[Stored data entries]
//! Picks the concrete rows a widget renders.
//!
//! Order of precedence:
//!
//! 1. Non-empty inline `config.data`, returned verbatim.
//! 2. The data source named by `data_source_id`, if it is among the
//!    supplied sources and usable. An array payload yields its first
//!    [`DISPLAY_ROW_CAP`] rows. An object payload yields the first
//!    array-valued member (capped the same way), or the object itself as a
//!    single row when no member is an array.
//! 3. Nothing: an empty row-set, which the dispatcher renders as the
//!    "No data available" placeholder.

use crate::model::datasource::DataSource;
use crate::model::widget_config::WidgetConfig;
use crate::model::Row;
use log::debug;
use serde::{Deserialize, Serialize};
use serde_json::Value;

/// Maximum number of rows taken from a data source for display.
pub const DISPLAY_ROW_CAP: usize = 100;

/// Where resolved rows came from.
#[derive(Debug, Clone, PartialEq, Eq, Serialize, Deserialize)]
#[serde(rename_all = "camelCase", tag = "kind", content = "id")]
pub enum RowOrigin {
    Inline,
    DataSource(String),
    None,
}

/// Result of resolving a widget's rows.
#[derive(Debug, Clone, PartialEq, Serialize, Deserialize)]
#[serde(rename_all = "camelCase")]
pub struct Resolution {
    pub rows: Vec<Row>,
    pub origin: RowOrigin,
    /// The source held more rows than [`DISPLAY_ROW_CAP`].
    pub truncated: bool,
}

impl Resolution {
    fn empty() -> Self {
        Self {
            rows: Vec::new(),
            origin: RowOrigin::None,
            truncated: false,
        }
    }
}

/// Rows for a widget. Shorthand for `resolve(..).rows`.
pub fn resolve_rows(
    config: &WidgetConfig,
    data_source_id: Option<&str>,
    sources: &[DataSource],
) -> Vec<Row> {
    resolve(config, data_source_id, sources).rows
}

/// Resolves rows and reports their origin and whether the cap cut them.
pub fn resolve(
    config: &WidgetConfig,
    data_source_id: Option<&str>,
    sources: &[DataSource],
) -> Resolution {
    if let Some(rows) = config.inline_rows() {
        return Resolution {
            rows: rows.to_vec(),
            origin: RowOrigin::Inline,
            truncated: false,
        };
    }

    let Some(id) = data_source_id else {
        return Resolution::empty();
    };
    let Some(source) = sources.iter().find(|s| s.id == id) else {
        debug!("data source {} not among the {} supplied", id, sources.len());
        return Resolution::empty();
    };
    if !source.is_usable() {
        debug!("data source {} is {} without usable payload", id, source.status.as_str());
        return Resolution::empty();
    }

    match source.raw_payload.as_ref().map(rows_from_payload) {
        Some(Some((rows, truncated))) => {
            if truncated {
                debug!("data source {} truncated to {} rows", id, DISPLAY_ROW_CAP);
            }
            Resolution {
                rows,
                origin: RowOrigin::DataSource(id.to_string()),
                truncated,
            }
        }
        _ => Resolution::empty(),
    }
}

/// Extracts capped rows from a raw payload, or `None` when the payload has
/// no row shape at all.
pub fn rows_from_payload(payload: &Value) -> Option<(Vec<Row>, bool)> {
    match payload {
        Value::Array(items) => Some(capped(items)),
        Value::Object(map) => {
            let nested = map.values().find_map(|v| match v {
                Value::Array(items) => Some(items),
                _ => None,
            });
            match nested {
                Some(items) => Some(capped(items)),
                None => Some((vec![map.clone()], false)),
            }
        }
        _ => None,
    }
}

/// First [`DISPLAY_ROW_CAP`] entries; entries that are not objects are
/// skipped since they cannot be keyed by column.
fn capped(items: &[Value]) -> (Vec<Row>, bool) {
    let rows = items
        .iter()
        .take(DISPLAY_ROW_CAP)
        .filter_map(|item| item.as_object().cloned())
        .collect();
    (rows, items.len() > DISPLAY_ROW_CAP)
}
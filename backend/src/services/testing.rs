//! Shared setup for handler tests.

use crate::auth::USER_HEADER;
use crate::config::Config;
use crate::db::testing::{temp_database, TestDatabase};
use crate::db::Database;
use crate::job_controller::state::{start_job_updater, JobsState};
use crate::services;
use crate::suggestions::{HeuristicSuggestions, SuggestionService};
use actix_web::test::TestRequest;
use actix_web::web;
use std::sync::Arc;

pub struct TestState {
    pub db: TestDatabase,
    pub jobs: JobsState,
    pub config: Config,
}

impl TestState {
    /// Fresh database, default config and a running job updater.
    pub fn new() -> Self {
        let config = Config::from_lookup(|_| None).expect("default config");
        let (jobs, rx) = JobsState::new(config.job_retention);
        tokio::spawn(start_job_updater(jobs.clone(), rx));
        TestState {
            db: temp_database(),
            jobs,
            config,
        }
    }

    pub fn database(&self) -> &Database {
        &self.db.database
    }

    /// Registers app data and routes, as `main` does.
    pub fn configure(&self, cfg: &mut web::ServiceConfig) {
        let suggestions: Arc<dyn SuggestionService> = Arc::new(HeuristicSuggestions);
        cfg.app_data(services::json_config(self.config.json_limit_bytes))
            .app_data(web::Data::new(self.db.database.clone()))
            .app_data(web::Data::new(self.jobs.clone()))
            .app_data(web::Data::new(self.config.clone()))
            .app_data(web::Data::from(suggestions));
        services::configure(cfg);
    }
}

/// A request already carrying the user header.
pub fn as_user(request: TestRequest, user: &str) -> TestRequest {
    request.insert_header((USER_HEADER, user))
}
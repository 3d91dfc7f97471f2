//! # Dashboard Service Module
//!
//! Routes under `/api/dashboards`. Every route needs the `X-User-Id`
//! header; dashboards outside the caller's reach answer 404.
//!
//! ## Registered Routes
//!
//! * **`GET /`**: dashboards the caller can see (`list`).
//! * **`POST /`**: creates a dashboard (`create`). `isPublic: true` mints
//!   a share token.
//! * **`GET /{id}`**, **`PATCH /{id}`**, **`DELETE /{id}`**: read, partial
//!   update and delete (`get`, `update`, `delete`). Deleting removes the
//!   dashboard's widgets too.
//! * **`GET /{id}/widgets`**: the dashboard's widgets ordered by grid row,
//!   then column, then creation time (`widgets`).
//! * **`POST /{id}/insights`**: regenerates the insight text of every widget
//!   through the suggestion service (`insights`).

mod create;
mod delete;
mod get;
mod insights;
mod list;
mod update;
mod widgets;

use actix_web::web::{delete, get, patch, post, scope};
use actix_web::Scope;

const API_PATH: &str = "/api/dashboards";

pub fn configure_routes() -> Scope {
    scope(API_PATH)
        .route("", get().to(list::process))
        .route("", post().to(create::process))
        .route("/{id}", get().to(get::process))
        .route("/{id}", patch().to(update::process))
        .route("/{id}", delete().to(delete::process))
        .route("/{id}/widgets", get().to(widgets::process))
        .route("/{id}/insights", post().to(insights::process))
}

#[cfg(test)]
mod tests {
    use crate::services::testing::{as_user, TestState};
    use actix_web::http::StatusCode;
    use actix_web::test::{self, TestRequest};
    use actix_web::App;
    use common::model::dashboard::Dashboard;
    use common::model::widget::Widget;
    use common::requests::CreatedWidget;
    use serde_json::json;

    #[actix_web::test]
    async fn create_read_update_delete() {
        let state = TestState::new();
        let app = test::init_service(App::new().configure(|cfg| state.configure(cfg))).await;

        let created: Dashboard = test::call_and_read_body_json(
            &app,
            as_user(TestRequest::post().uri("/api/dashboards"), "alice")
                .set_json(json!({"title": "Sales"}))
                .to_request(),
        )
        .await;
        assert_eq!(created.user_id, "alice");
        assert!(!created.is_public);
        assert_eq!(created.share_token, None);

        let listed: Vec<Dashboard> = test::call_and_read_body_json(
            &app,
            as_user(TestRequest::get().uri("/api/dashboards"), "alice").to_request(),
        )
        .await;
        assert_eq!(listed.len(), 1);

        let hidden = test::call_service(
            &app,
            as_user(
                TestRequest::get().uri(&format!("/api/dashboards/{}", created.id)),
                "bob",
            )
            .to_request(),
        )
        .await;
        assert_eq!(hidden.status(), StatusCode::NOT_FOUND);

        let published: Dashboard = test::call_and_read_body_json(
            &app,
            as_user(
                TestRequest::patch().uri(&format!("/api/dashboards/{}", created.id)),
                "alice",
            )
            .set_json(json!({"isPublic": true}))
            .to_request(),
        )
        .await;
        let token = published.share_token.clone().expect("token minted");

        // Toggling off and on keeps the same link.
        for is_public in [false, true] {
            let again: Dashboard = test::call_and_read_body_json(
                &app,
                as_user(
                    TestRequest::patch().uri(&format!("/api/dashboards/{}", created.id)),
                    "alice",
                )
                .set_json(json!({ "isPublic": is_public }))
                .to_request(),
            )
            .await;
            assert_eq!(again.share_token.as_deref(), Some(token.as_str()));
        }

        let deleted = test::call_service(
            &app,
            as_user(
                TestRequest::delete().uri(&format!("/api/dashboards/{}", created.id)),
                "alice",
            )
            .to_request(),
        )
        .await;
        assert_eq!(deleted.status(), StatusCode::NO_CONTENT);
    }

    #[actix_web::test]
    async fn requests_without_a_user_are_rejected() {
        let state = TestState::new();
        let app = test::init_service(App::new().configure(|cfg| state.configure(cfg))).await;
        let response =
            test::call_service(&app, TestRequest::get().uri("/api/dashboards").to_request()).await;
        assert_eq!(response.status(), StatusCode::UNAUTHORIZED);

        let response = test::call_service(
            &app,
            as_user(TestRequest::post().uri("/api/dashboards"), "alice")
                .set_json(json!({"title": "   "}))
                .to_request(),
        )
        .await;
        assert_eq!(response.status(), StatusCode::BAD_REQUEST);
    }

    #[actix_web::test]
    async fn widgets_list_in_grid_order_and_get_insights() {
        let state = TestState::new();
        let app = test::init_service(App::new().configure(|cfg| state.configure(cfg))).await;
        let dashboard: Dashboard = test::call_and_read_body_json(
            &app,
            as_user(TestRequest::post().uri("/api/dashboards"), "alice")
                .set_json(json!({"title": "Ops"}))
                .to_request(),
        )
        .await;

        for (title, x, y) in [("bottom", 0, 3), ("top-right", 4, 0), ("top-left", 0, 0)] {
            let _: CreatedWidget = test::call_and_read_body_json(
                &app,
                as_user(TestRequest::post().uri("/api/widgets"), "alice")
                    .set_json(json!({
                        "dashboardId": dashboard.id,
                        "type": "bar",
                        "title": title,
                        "position": {"x": x, "y": y, "w": 4, "h": 3},
                        "config": {"data": [{"k": "a", "v": 1}, {"k": "b", "v": 3}]}
                    }))
                    .to_request(),
            )
            .await;
        }

        let listed: Vec<Widget> = test::call_and_read_body_json(
            &app,
            as_user(
                TestRequest::get().uri(&format!("/api/dashboards/{}/widgets", dashboard.id)),
                "alice",
            )
            .to_request(),
        )
        .await;
        let titles: Vec<&str> = listed.iter().map(|w| w.title.as_str()).collect();
        assert_eq!(titles, vec!["top-left", "top-right", "bottom"]);

        let refreshed: Vec<Widget> = test::call_and_read_body_json(
            &app,
            as_user(
                TestRequest::post().uri(&format!("/api/dashboards/{}/insights", dashboard.id)),
                "alice",
            )
            .to_request(),
        )
        .await;
        assert!(refreshed.iter().all(|w| w.ai_insights.is_some()));
    }
}
use common::chart::ChartRender;
use common::model::widget::Widget;
use common::model::widget_config::{Aggregation, ChartType, WidgetConfig};
use serde_json::json;

#[test]
fn every_config_field_survives_a_round_trip() {
    let original = json!({
        "xAxis": "month",
        "yAxis": "sales",
        "groupBy": "region",
        "aggregation": "avg",
        "colors": ["#111111", "#222222"],
        "showLegend": false,
        "showGrid": true,
        "statValue": "$1,200",
        "statLabel": "Revenue",
        "gaugeMin": 0.5,
        "gaugeMax": 500.25,
        "dateRange": {"from": "2024-01-01", "to": "2024-03-31"},
        "filters": {"region": ["North", "South"]},
        "textContent": "Quarterly numbers",
        "data": [{"month": "Jan", "sales": 1}],
        "customTheme": {"dense": true}
    });
    let config: WidgetConfig = serde_json::from_value(original.clone()).unwrap();
    assert_eq!(config.aggregation, Some(Aggregation::Avg));
    assert_eq!(config.extra.get("customTheme"), Some(&json!({"dense": true})));
    assert_eq!(serde_json::to_value(&config).unwrap(), original);
}

#[test]
fn integer_gauge_bounds_keep_their_form() {
    let original = json!({"gaugeMin": 0, "gaugeMax": 100});
    let config: WidgetConfig = serde_json::from_value(original.clone()).unwrap();
    assert_eq!(config.gauge_min(), Some(0.0));
    assert_eq!(config.gauge_max(), Some(100.0));
    assert_eq!(serde_json::to_value(&config).unwrap(), original);
    assert_eq!(serde_json::to_string(&config).unwrap(), r#"{"gaugeMin":0,"gaugeMax":100}"#);
}

#[test]
fn widgets_with_layers_and_unknown_types_round_trip() {
    let original = json!({
        "id": "w1",
        "dashboardId": "d1",
        "dataSourceId": "ds1",
        "type": "sankey",
        "title": "Flows",
        "config": {"xAxis": "from"},
        "position": {"x": 0, "y": 2, "w": 6, "h": 4},
        "layers": [{"type": "table", "label": "Raw"}],
        "activeLayer": 1,
        "referenceLines": [{"value": 10.0, "axis": "y"}],
        "annotations": [{"x": "Jan", "text": "launch"}],
        "createdAt": "2024-01-01T00:00:00Z",
        "updatedAt": "2024-01-01T00:00:00Z"
    });
    let widget: Widget = serde_json::from_value(original.clone()).unwrap();
    assert_eq!(widget.chart_type, ChartType::Other("sankey".into()));
    assert_eq!(serde_json::to_value(&widget).unwrap(), original);
}

#[test]
fn renders_serialize_with_a_kind_tag() {
    let value = serde_json::to_value(ChartRender::unsupported("sankey")).unwrap();
    assert_eq!(value["kind"], "unsupported");
    assert_eq!(value["chartType"], "sankey");
}
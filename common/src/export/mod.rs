//! Client-side exports of a widget's resolved rows.

pub mod csv;

pub use csv::{export_file_name, rows_to_csv, CSV_MIME};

■ What is required ■
Among the lines above, which ones include the word "hidden"? Copy them.

■ Result ■
        let hidden = test::call_service(
        assert_eq!(hidden.status(), StatusCode::NOT_FOUND);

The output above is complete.